## The task
Your answer should be the complete data, copied exactly.

┌──

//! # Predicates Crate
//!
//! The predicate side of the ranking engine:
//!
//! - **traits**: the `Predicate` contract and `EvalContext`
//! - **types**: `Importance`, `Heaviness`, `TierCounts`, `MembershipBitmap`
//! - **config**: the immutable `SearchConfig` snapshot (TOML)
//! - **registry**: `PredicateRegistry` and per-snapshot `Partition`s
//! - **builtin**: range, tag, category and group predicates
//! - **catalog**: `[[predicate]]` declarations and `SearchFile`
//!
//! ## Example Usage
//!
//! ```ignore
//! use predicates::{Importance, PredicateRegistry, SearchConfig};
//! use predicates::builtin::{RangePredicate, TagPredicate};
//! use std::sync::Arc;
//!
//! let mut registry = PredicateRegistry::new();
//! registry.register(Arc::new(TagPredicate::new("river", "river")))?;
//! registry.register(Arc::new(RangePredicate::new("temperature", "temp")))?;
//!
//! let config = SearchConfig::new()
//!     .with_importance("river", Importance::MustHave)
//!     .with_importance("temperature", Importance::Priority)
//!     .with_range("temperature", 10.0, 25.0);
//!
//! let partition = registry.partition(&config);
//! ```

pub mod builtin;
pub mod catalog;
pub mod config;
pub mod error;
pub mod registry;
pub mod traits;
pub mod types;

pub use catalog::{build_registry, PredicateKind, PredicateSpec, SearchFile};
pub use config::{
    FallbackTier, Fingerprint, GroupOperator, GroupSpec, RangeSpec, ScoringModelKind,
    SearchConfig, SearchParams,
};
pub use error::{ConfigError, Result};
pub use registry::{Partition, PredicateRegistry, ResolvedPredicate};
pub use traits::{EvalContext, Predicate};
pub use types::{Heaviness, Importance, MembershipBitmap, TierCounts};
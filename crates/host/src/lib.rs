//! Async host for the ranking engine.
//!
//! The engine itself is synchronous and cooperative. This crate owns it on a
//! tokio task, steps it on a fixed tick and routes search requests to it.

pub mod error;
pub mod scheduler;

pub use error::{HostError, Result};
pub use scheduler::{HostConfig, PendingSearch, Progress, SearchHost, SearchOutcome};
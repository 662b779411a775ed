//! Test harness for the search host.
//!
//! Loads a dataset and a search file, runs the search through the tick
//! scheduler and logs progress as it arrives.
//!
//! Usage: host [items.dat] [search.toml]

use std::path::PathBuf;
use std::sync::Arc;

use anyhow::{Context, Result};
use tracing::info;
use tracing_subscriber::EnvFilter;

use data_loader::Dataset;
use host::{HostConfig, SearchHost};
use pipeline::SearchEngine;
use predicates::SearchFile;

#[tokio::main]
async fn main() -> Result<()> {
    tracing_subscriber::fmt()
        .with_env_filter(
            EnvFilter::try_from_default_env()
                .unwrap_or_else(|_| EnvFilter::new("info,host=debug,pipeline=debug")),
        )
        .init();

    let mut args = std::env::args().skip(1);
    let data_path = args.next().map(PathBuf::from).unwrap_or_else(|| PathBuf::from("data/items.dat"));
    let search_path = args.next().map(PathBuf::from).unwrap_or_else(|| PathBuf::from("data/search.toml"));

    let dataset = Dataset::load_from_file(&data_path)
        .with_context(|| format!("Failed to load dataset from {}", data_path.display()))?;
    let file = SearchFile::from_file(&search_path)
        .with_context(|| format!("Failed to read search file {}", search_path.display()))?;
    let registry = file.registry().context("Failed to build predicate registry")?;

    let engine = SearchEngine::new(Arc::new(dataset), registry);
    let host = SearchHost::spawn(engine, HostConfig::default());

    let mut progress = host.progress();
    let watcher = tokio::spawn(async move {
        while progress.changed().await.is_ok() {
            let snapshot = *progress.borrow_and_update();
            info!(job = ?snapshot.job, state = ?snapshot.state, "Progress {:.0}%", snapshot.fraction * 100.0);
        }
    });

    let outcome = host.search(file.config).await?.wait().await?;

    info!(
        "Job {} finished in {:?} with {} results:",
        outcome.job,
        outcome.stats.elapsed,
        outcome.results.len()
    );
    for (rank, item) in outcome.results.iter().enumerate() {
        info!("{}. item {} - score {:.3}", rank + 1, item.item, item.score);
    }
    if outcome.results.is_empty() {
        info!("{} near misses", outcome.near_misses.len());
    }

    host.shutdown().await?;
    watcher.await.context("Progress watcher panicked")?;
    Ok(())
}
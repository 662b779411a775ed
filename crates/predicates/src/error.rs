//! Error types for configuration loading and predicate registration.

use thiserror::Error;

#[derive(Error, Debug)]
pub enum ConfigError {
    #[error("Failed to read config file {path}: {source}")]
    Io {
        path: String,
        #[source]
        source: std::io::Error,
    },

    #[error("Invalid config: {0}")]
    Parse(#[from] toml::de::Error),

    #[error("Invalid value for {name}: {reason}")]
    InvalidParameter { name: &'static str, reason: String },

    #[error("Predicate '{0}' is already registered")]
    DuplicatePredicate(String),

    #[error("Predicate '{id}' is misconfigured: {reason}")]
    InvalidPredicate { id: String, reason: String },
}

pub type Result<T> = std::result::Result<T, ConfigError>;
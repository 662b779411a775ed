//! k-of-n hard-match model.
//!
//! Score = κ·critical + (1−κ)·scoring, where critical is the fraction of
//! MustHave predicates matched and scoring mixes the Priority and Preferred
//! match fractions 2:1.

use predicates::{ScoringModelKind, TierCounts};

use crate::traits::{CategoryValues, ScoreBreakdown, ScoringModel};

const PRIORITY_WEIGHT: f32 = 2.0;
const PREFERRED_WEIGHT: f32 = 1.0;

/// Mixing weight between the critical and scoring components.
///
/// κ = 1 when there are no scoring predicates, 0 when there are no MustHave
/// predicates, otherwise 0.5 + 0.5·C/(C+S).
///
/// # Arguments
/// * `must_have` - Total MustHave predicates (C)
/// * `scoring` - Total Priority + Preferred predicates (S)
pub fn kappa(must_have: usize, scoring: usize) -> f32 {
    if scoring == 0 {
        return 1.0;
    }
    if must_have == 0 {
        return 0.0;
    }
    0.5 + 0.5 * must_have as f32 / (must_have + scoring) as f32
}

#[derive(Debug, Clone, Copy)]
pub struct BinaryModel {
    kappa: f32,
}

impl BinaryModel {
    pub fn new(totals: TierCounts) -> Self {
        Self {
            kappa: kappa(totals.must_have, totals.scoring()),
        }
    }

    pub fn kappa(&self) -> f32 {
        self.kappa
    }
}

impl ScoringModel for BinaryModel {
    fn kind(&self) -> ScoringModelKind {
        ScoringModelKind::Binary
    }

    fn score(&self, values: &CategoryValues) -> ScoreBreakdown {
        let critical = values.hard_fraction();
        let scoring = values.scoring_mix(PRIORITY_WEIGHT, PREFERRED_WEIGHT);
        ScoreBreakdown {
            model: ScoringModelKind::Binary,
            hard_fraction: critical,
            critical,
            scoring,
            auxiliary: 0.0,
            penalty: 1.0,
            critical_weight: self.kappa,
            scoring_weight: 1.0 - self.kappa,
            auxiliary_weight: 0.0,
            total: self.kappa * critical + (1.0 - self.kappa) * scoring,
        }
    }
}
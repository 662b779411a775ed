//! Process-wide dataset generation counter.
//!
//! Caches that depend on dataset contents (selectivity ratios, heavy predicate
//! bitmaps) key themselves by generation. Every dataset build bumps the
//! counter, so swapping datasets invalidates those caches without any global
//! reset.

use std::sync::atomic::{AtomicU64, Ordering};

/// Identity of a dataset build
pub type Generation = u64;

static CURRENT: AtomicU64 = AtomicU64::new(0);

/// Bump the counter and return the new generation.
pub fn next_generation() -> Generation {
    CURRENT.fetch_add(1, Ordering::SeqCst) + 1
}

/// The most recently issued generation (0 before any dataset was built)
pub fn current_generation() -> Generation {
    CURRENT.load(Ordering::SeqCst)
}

└──

## Written answer
//! # Predicates Crate
//!
//! The predicate side of the ranking engine:
//!
//! - **traits**: the `Predicate` contract and `EvalContext`
//! - **types**: `Importance`, `Heaviness`, `TierCounts`, `MembershipBitmap`
//! - **config**: the immutable `SearchConfig` snapshot (TOML)
//! - **registry**: `PredicateRegistry` and per-snapshot `Partition`s
//! - **builtin**: range, tag, category and group predicates
//! - **catalog**: `[[predicate]]` declarations and `SearchFile`
//!
//! ## Example Usage
//!
//! ```ignore
//! use predicates::{Importance, PredicateRegistry, SearchConfig};
//! use predicates::builtin::{RangePredicate, TagPredicate};
//! use std::sync::Arc;
//!
//! let mut registry = PredicateRegistry::new();
//! registry.register(Arc::new(TagPredicate::new("river", "river")))?;
//! registry.register(Arc::new(RangePredicate::new("temperature", "temp")))?;
//!
//! let config = SearchConfig::new()
//!     .with_importance("river", Importance::MustHave)
//!     .with_importance("temperature", Importance::Priority)
//!     .with_range("temperature", 10.0, 25.0);
//!
//! let partition = registry.partition(&config);
//! ```

pub mod builtin;
pub mod catalog;
pub mod config;
pub mod error;
pub mod registry;
pub mod traits;
pub mod types;

pub use catalog::{build_registry, PredicateKind, PredicateSpec, SearchFile};
pub use config::{
    FallbackTier, Fingerprint, GroupOperator, GroupSpec, RangeSpec, ScoringModelKind,
    SearchConfig, SearchParams,
};
pub use error::{ConfigError, Result};
pub use registry::{Partition, PredicateRegistry, ResolvedPredicate};
pub use traits::{EvalContext, Predicate};
pub use types::{Heaviness, Importance, MembershipBitmap, TierCounts};
filename crates/host/src/lib.rs
//! Async host for the ranking engine.
//!
//! The engine itself is synchronous and cooperative. This crate owns it on a
//! tokio task, steps it on a fixed tick and routes search requests to it.

pub mod error;
pub mod scheduler;

pub use error::{HostError, Result};
pub use scheduler::{HostConfig, PendingSearch, Progress, SearchHost, SearchOutcome};
repository 662b779411a775ed
//! Test harness for the search host.
//!
//! Loads a dataset and a search file, runs the search through the tick
//! scheduler and logs progress as it arrives.
//!
//! Usage: host [items.dat] [search.toml]

use std::path::PathBuf;
use std::sync::Arc;

use anyhow::{Context, Result};
use tracing::info;
use tracing_subscriber::EnvFilter;

use data_loader::Dataset;
use host::{HostConfig, SearchHost};
use pipeline::SearchEngine;
use predicates::SearchFile;

#[tokio::main]
async fn main() -> Result<()> {
    tracing_subscriber::fmt()
        .with_env_filter(
            EnvFilter::try_from_default_env()
                .unwrap_or_else(|_| EnvFilter::new("info,host=debug,pipeline=debug")),
        )
        .init();

    let mut args = std::env::args().skip(1);
    let data_path = args.next().map(PathBuf::from).unwrap_or_else(|| PathBuf::from("data/items.dat"));
    let search_path = args.next().map(PathBuf::from).unwrap_or_else(|| PathBuf::from("data/search.toml"));

    let dataset = Dataset::load_from_file(&data_path)
        .with_context(|| format!("Failed to load dataset from {}", data_path.display()))?;
    let file = SearchFile::from_file(&search_path)
        .with_context(|| format!("Failed to read search file {}", search_path.display()))?;
    let registry = file.registry().context("Failed to build predicate registry")?;

    let engine = SearchEngine::new(Arc::new(dataset), registry);
    let host = SearchHost::spawn(engine, HostConfig::default());

    let mut progress = host.progress();
    let watcher = tokio::spawn(async move {
        while progress.changed().await.is_ok() {
            let snapshot = *progress.borrow_and_update();
            info!(job = ?snapshot.job, state = ?snapshot.state, "Progress {:.0}%", snapshot.fraction * 100.0);
        }
    });

    let outcome = host.search(file.config).await?.wait().await?;

    info!(
        "Job {} finished in {:?} with {} results:",
        outcome.job,
        outcome.stats.elapsed,
        outcome.results.len()
    );
    for (rank, item) in outcome.results.iter().enumerate() {
        info!("{}. item {} - score {:.3}", rank + 1, item.item, item.score);
    }
    if outcome.results.is_empty() {
        info!("{} near misses", outcome.near_misses.len());
    }

    host.shutdown().await?;
    watcher.await.context("Progress watcher panicked")?;
    Ok(())
}
repository 662b779411a775ed
filename crates/predicates/src/error.rs
//! Error types for configuration loading and predicate registration.

use thiserror::Error;

#[derive(Error, Debug)]
pub enum ConfigError {
    #[error("Failed to read config file {path}: {source}")]
    Io {
        path: String,
        #[source]
        source: std::io::Error,
    },

    #[error("Invalid config: {0}")]
    Parse(#[from] toml::de::Error),

    #[error("Invalid value for {name}: {reason}")]
    InvalidParameter { name: &'static str, reason: String },

    #[error("Predicate '{0}' is already registered")]
    DuplicatePredicate(String),

    #[error("Predicate '{id}' is misconfigured: {reason}")]
    InvalidPredicate { id: String, reason: String },
}

pub type Result<T> = std::result::Result<T, ConfigError>;
repository 662b779411a775ed
//! k-of-n hard-match model.
//!
//! Score = κ·critical + (1−κ)·scoring, where critical is the fraction of
//! MustHave predicates matched and scoring mixes the Priority and Preferred
//! match fractions 2:1.

use predicates::{ScoringModelKind, TierCounts};

use crate::traits::{CategoryValues, ScoreBreakdown, ScoringModel};

const PRIORITY_WEIGHT: f32 = 2.0;
const PREFERRED_WEIGHT: f32 = 1.0;

/// Mixing weight between the critical and scoring components.
///
/// κ = 1 when there are no scoring predicates, 0 when there are no MustHave
/// predicates, otherwise 0.5 + 0.5·C/(C+S).
///
/// # Arguments
/// * `must_have` - Total MustHave predicates (C)
/// * `scoring` - Total Priority + Preferred predicates (S)
pub fn kappa(must_have: usize, scoring: usize) -> f32 {
    if scoring == 0 {
        return 1.0;
    }
    if must_have == 0 {
        return 0.0;
    }
    0.5 + 0.5 * must_have as f32 / (must_have + scoring) as f32
}

#[derive(Debug, Clone, Copy)]
pub struct BinaryModel {
    kappa: f32,
}

impl BinaryModel {
    pub fn new(totals: TierCounts) -> Self {
        Self {
            kappa: kappa(totals.must_have, totals.scoring()),
        }
    }

    pub fn kappa(&self) -> f32 {
        self.kappa
    }
}

impl ScoringModel for BinaryModel {
    fn kind(&self) -> ScoringModelKind {
        ScoringModelKind::Binary
    }

    fn score(&self, values: &CategoryValues) -> ScoreBreakdown {
        let critical = values.hard_fraction();
        let scoring = values.scoring_mix(PRIORITY_WEIGHT, PREFERRED_WEIGHT);
        ScoreBreakdown {
            model: ScoringModelKind::Binary,
            hard_fraction: critical,
            critical,
            scoring,
            auxiliary: 0.0,
            penalty: 1.0,
            critical_weight: self.kappa,
            scoring_weight: 1.0 - self.kappa,
            auxiliary_weight: 0.0,
            total: self.kappa * critical + (1.0 - self.kappa) * scoring,
        }
    }
}
repository 662b779411a775ed
//! Process-wide dataset generation counter.
//!
//! Caches that depend on dataset contents (selectivity ratios, heavy predicate
//! bitmaps) key themselves by generation. Every dataset build bumps the
//! counter, so swapping datasets invalidates those caches without any global
//! reset.

use std::sync::atomic::{AtomicU64, Ordering};

/// Identity of a dataset build
pub type Generation = u64;

static CURRENT: AtomicU64 = AtomicU64::new(0);

/// Bump the counter and return the new generation.
pub fn next_generation() -> Generation {
    CURRENT.fetch_add(1, Ordering::SeqCst) + 1
}

/// The most recently issued generation (0 before any dataset was built)
pub fn current_generation() -> Generation {
    CURRENT.load(Ordering::SeqCst)
}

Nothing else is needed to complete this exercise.